Stored items.

'''

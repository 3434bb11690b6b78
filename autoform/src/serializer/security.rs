//! Security metadata handler: `read-permission`, `write-permission`.
//!
//! Only permission names are recorded. Whether a user holds a permission is
//! decided elsewhere.

use crate::metadata::MetadataStore;
use crate::model::{FieldDescriptor, SECURITY_NAMESPACE};

use super::{attribute, ns, AttributeNode, FieldMetadataHandler};

const READ_PERMISSION: &str = "read-permission";
const WRITE_PERMISSION: &str = "write-permission";

/// Reads and writes the permission attributes of a field.
#[derive(Debug, Clone, Copy, Default)]
pub struct SecuritySchema;

impl FieldMetadataHandler for SecuritySchema {
    fn namespace(&self) -> &'static str {
        SECURITY_NAMESPACE
    }

    fn prefix(&self) -> &'static str {
        "security"
    }

    fn read(&self, node: &dyn AttributeNode, store: &mut MetadataStore, field: &FieldDescriptor) {
        if let Some(permission) = attribute(node, READ_PERMISSION, SECURITY_NAMESPACE) {
            store.set_read_permission(field.name.as_str(), Some(permission));
        }
        if let Some(permission) = attribute(node, WRITE_PERMISSION, SECURITY_NAMESPACE) {
            store.set_write_permission(field.name.as_str(), Some(permission));
        }
    }

    fn write(&self, node: &mut dyn AttributeNode, store: &MetadataStore, field: &FieldDescriptor) {
        if let Some(permission) = store.read_permission_for(&field.name) {
            node.set(&ns(READ_PERMISSION, SECURITY_NAMESPACE), permission);
        }
        if let Some(permission) = store.write_permission_for(&field.name) {
            node.set(&ns(WRITE_PERMISSION, SECURITY_NAMESPACE), permission);
        }
    }
}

'''

WHAT YOU WILL DO.
Copy every entry exactly as it is given.

REPLY.
repository 3434bb11690b6b78
filename autoform/src/serializer/security.rs
//! Security metadata handler: `read-permission`, `write-permission`.
//!
//! Only permission names are recorded. Whether a user holds a permission is
//! decided elsewhere.

use crate::metadata::MetadataStore;
use crate::model::{FieldDescriptor, SECURITY_NAMESPACE};

use super::{attribute, ns, AttributeNode, FieldMetadataHandler};

const READ_PERMISSION: &str = "read-permission";
const WRITE_PERMISSION: &str = "write-permission";

/// Reads and writes the permission attributes of a field.
#[derive(Debug, Clone, Copy, Default)]
pub struct SecuritySchema;

impl FieldMetadataHandler for SecuritySchema {
    fn namespace(&self) -> &'static str {
        SECURITY_NAMESPACE
    }

    fn prefix(&self) -> &'static str {
        "security"
    }

    fn read(&self, node: &dyn AttributeNode, store: &mut MetadataStore, field: &FieldDescriptor) {
        if let Some(permission) = attribute(node, READ_PERMISSION, SECURITY_NAMESPACE) {
            store.set_read_permission(field.name.as_str(), Some(permission));
        }
        if let Some(permission) = attribute(node, WRITE_PERMISSION, SECURITY_NAMESPACE) {
            store.set_write_permission(field.name.as_str(), Some(permission));
        }
    }

    fn write(&self, node: &mut dyn AttributeNode, store: &MetadataStore, field: &FieldDescriptor) {
        if let Some(permission) = store.read_permission_for(&field.name) {
            node.set(&ns(READ_PERMISSION, SECURITY_NAMESPACE), permission);
        }
        if let Some(permission) = store.write_permission_for(&field.name) {
            node.set(&ns(WRITE_PERMISSION, SECURITY_NAMESPACE), permission);
        }
    }
}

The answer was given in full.